-- Collected data entries --
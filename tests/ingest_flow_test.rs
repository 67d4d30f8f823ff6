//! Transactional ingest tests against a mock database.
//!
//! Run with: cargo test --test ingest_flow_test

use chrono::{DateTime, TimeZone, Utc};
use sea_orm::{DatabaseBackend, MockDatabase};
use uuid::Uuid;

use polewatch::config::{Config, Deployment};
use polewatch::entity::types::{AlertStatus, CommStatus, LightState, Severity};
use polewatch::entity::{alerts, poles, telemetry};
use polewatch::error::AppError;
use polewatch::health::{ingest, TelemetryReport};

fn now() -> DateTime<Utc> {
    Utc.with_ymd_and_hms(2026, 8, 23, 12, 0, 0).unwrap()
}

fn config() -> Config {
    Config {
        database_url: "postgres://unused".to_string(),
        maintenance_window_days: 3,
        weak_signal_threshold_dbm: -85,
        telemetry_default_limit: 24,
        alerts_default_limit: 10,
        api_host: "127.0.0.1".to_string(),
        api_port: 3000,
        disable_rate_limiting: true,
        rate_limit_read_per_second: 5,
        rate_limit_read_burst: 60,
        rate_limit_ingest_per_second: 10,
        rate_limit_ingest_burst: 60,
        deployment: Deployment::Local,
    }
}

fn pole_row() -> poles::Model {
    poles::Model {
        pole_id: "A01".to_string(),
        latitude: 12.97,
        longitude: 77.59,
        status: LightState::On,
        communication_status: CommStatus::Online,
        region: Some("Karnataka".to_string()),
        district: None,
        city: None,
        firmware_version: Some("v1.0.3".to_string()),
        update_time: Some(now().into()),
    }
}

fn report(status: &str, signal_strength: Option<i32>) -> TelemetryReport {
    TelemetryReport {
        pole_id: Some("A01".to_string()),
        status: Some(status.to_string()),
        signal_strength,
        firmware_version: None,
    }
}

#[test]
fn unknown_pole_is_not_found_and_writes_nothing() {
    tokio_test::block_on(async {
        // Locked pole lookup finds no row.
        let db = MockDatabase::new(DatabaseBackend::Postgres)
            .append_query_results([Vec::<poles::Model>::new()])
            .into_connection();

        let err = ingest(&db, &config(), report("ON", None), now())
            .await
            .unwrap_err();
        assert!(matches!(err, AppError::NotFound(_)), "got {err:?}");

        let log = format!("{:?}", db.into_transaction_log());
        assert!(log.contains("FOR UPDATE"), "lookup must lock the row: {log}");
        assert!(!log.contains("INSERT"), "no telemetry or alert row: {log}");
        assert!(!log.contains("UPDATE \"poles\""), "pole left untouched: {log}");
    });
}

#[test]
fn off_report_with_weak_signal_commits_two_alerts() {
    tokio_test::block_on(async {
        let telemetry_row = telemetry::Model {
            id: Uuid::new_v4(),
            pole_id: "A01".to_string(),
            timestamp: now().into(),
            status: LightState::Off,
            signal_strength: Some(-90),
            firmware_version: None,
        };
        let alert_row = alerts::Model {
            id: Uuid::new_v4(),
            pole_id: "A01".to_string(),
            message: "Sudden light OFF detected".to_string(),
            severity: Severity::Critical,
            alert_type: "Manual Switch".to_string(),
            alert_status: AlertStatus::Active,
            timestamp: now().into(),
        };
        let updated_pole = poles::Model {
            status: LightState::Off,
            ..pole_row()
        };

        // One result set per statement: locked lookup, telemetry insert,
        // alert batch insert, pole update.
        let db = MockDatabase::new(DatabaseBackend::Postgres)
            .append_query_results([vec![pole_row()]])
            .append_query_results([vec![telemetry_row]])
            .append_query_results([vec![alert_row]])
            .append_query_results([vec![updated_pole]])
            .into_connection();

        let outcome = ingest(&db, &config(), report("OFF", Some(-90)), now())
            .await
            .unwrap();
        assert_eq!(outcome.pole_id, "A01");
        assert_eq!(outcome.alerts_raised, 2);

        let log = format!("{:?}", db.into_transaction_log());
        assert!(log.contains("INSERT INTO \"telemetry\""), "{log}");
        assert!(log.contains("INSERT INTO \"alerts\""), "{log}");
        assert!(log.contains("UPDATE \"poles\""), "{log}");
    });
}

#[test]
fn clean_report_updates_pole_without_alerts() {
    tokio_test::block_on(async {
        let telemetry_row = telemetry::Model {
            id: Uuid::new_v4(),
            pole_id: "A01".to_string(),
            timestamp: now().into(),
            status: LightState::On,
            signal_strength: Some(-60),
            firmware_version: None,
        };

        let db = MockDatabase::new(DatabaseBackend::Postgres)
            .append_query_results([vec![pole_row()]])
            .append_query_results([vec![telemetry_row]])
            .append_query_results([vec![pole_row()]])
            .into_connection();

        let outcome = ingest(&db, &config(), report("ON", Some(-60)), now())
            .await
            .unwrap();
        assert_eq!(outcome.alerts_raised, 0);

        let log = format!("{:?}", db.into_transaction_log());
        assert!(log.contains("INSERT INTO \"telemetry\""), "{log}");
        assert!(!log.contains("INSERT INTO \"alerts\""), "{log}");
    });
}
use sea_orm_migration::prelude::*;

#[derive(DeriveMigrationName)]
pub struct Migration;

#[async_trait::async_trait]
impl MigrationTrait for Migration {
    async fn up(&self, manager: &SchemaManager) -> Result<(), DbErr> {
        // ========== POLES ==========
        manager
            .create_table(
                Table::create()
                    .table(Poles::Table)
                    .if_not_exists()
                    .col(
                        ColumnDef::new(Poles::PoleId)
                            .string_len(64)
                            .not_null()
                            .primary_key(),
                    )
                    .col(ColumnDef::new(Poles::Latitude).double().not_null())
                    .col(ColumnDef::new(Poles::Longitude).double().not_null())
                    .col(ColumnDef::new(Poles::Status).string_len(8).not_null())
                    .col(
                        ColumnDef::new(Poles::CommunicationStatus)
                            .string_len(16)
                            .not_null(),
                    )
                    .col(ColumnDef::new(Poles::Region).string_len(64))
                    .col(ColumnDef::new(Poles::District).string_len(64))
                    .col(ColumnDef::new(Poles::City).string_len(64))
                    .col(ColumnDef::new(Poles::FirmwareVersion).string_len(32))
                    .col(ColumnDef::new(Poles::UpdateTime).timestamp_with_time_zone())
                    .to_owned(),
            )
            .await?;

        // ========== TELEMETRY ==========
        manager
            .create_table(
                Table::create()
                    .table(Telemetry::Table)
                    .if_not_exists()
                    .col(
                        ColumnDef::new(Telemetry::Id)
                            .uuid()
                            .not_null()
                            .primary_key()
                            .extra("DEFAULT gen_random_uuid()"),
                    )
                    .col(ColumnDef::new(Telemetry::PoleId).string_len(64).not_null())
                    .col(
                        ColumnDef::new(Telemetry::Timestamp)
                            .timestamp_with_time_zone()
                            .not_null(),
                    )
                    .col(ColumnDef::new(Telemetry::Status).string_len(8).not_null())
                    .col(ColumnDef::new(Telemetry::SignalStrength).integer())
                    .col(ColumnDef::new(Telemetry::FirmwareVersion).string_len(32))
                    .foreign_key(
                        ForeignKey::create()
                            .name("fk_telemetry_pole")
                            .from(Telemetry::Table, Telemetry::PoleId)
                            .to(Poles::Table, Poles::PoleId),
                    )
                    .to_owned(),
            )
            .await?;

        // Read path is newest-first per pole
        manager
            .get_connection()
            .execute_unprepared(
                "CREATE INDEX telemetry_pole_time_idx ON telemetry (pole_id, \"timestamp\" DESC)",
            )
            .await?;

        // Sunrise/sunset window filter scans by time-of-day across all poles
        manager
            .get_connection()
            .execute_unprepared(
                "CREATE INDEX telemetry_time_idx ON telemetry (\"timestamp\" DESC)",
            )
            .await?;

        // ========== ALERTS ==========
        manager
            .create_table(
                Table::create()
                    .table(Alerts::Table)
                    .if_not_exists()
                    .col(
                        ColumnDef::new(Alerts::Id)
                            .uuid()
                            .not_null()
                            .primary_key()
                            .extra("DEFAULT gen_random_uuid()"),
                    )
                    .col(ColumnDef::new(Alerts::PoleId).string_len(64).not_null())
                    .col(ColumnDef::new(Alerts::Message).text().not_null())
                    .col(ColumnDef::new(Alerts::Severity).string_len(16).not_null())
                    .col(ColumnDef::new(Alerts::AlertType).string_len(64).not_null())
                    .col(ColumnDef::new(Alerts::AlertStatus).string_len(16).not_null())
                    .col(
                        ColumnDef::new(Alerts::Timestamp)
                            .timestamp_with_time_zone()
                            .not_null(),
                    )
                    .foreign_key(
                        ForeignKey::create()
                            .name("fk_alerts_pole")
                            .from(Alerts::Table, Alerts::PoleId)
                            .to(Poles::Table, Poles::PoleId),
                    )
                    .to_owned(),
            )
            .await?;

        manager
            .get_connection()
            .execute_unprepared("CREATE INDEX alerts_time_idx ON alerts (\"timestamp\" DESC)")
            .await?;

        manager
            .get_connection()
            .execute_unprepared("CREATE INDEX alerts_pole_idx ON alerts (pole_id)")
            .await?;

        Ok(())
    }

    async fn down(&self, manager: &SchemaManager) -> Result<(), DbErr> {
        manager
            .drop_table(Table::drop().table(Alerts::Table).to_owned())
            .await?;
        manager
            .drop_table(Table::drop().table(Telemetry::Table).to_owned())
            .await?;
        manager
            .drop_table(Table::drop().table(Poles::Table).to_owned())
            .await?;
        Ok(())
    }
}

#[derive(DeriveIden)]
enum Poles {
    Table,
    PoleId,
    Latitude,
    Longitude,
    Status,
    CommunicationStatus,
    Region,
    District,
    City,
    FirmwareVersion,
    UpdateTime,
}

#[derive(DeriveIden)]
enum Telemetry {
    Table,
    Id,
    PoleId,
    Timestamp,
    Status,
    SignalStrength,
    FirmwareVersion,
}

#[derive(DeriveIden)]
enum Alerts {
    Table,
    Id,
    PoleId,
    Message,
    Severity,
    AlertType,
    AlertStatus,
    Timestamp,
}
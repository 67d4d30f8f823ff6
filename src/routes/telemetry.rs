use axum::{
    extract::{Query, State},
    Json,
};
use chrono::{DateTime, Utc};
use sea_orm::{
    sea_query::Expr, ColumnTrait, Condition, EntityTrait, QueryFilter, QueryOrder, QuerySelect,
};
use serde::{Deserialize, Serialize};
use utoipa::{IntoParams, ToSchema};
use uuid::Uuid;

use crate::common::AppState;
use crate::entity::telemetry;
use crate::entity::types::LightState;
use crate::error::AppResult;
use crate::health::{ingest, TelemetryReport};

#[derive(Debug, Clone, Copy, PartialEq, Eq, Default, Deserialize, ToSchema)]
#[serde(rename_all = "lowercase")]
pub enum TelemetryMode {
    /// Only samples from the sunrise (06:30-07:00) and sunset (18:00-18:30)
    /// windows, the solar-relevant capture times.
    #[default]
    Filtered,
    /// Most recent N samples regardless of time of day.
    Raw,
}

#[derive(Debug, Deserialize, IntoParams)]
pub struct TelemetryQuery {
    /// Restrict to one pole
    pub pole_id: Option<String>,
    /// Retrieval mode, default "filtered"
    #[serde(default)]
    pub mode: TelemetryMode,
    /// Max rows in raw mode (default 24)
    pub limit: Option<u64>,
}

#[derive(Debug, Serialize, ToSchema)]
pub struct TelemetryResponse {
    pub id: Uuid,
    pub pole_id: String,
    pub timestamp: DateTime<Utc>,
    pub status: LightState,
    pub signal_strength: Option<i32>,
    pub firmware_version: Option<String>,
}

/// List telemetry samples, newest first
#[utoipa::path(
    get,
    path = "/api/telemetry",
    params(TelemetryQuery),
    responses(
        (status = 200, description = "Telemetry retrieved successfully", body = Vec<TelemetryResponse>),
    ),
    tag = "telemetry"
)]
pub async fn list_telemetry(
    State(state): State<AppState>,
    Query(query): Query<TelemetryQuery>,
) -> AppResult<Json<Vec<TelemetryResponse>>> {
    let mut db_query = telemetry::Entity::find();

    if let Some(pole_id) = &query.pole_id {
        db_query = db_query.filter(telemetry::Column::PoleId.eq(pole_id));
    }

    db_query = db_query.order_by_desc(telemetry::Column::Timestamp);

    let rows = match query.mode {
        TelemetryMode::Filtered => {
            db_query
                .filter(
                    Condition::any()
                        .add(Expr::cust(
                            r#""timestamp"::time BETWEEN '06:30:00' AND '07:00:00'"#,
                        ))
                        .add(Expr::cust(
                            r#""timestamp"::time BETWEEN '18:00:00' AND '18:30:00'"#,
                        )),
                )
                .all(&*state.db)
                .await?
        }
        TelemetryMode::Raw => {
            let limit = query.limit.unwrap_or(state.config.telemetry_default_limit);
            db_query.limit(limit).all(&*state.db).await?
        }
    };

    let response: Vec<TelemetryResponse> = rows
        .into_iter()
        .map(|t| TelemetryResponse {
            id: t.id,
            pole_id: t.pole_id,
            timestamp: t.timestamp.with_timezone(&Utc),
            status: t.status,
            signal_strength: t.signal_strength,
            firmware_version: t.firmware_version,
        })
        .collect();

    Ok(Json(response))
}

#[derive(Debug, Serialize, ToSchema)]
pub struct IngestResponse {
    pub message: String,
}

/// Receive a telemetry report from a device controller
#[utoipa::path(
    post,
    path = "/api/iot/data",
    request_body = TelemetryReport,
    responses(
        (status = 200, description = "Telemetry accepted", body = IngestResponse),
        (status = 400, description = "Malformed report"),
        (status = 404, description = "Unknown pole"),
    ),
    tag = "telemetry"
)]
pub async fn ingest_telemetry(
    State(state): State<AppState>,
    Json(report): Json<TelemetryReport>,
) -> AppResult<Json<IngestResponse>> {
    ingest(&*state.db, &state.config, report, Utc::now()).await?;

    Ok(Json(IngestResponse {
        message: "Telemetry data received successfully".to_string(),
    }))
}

-- TASK REQUIREMENTS --
What you return should be exactly the lines above, starting at the one with "finds no row." and ending at the one with "telemetry or alert", and nothing else.

-- COMPLETED EXERCISE --
        // Locked pole lookup finds no row.
        let db = MockDatabase::new(DatabaseBackend::Postgres)
            .append_query_results([Vec::<poles::Model>::new()])
            .into_connection();

        let err = ingest(&db, &config(), report("ON", None), now())
            .await
            .unwrap_err();
        assert!(matches!(err, AppError::NotFound(_)), "got {err:?}");

        let log = format!("{:?}", db.into_transaction_log());
        assert!(log.contains("FOR UPDATE"), "lookup must lock the row: {log}");
        assert!(!log.contains("INSERT"), "no telemetry or alert row: {log}");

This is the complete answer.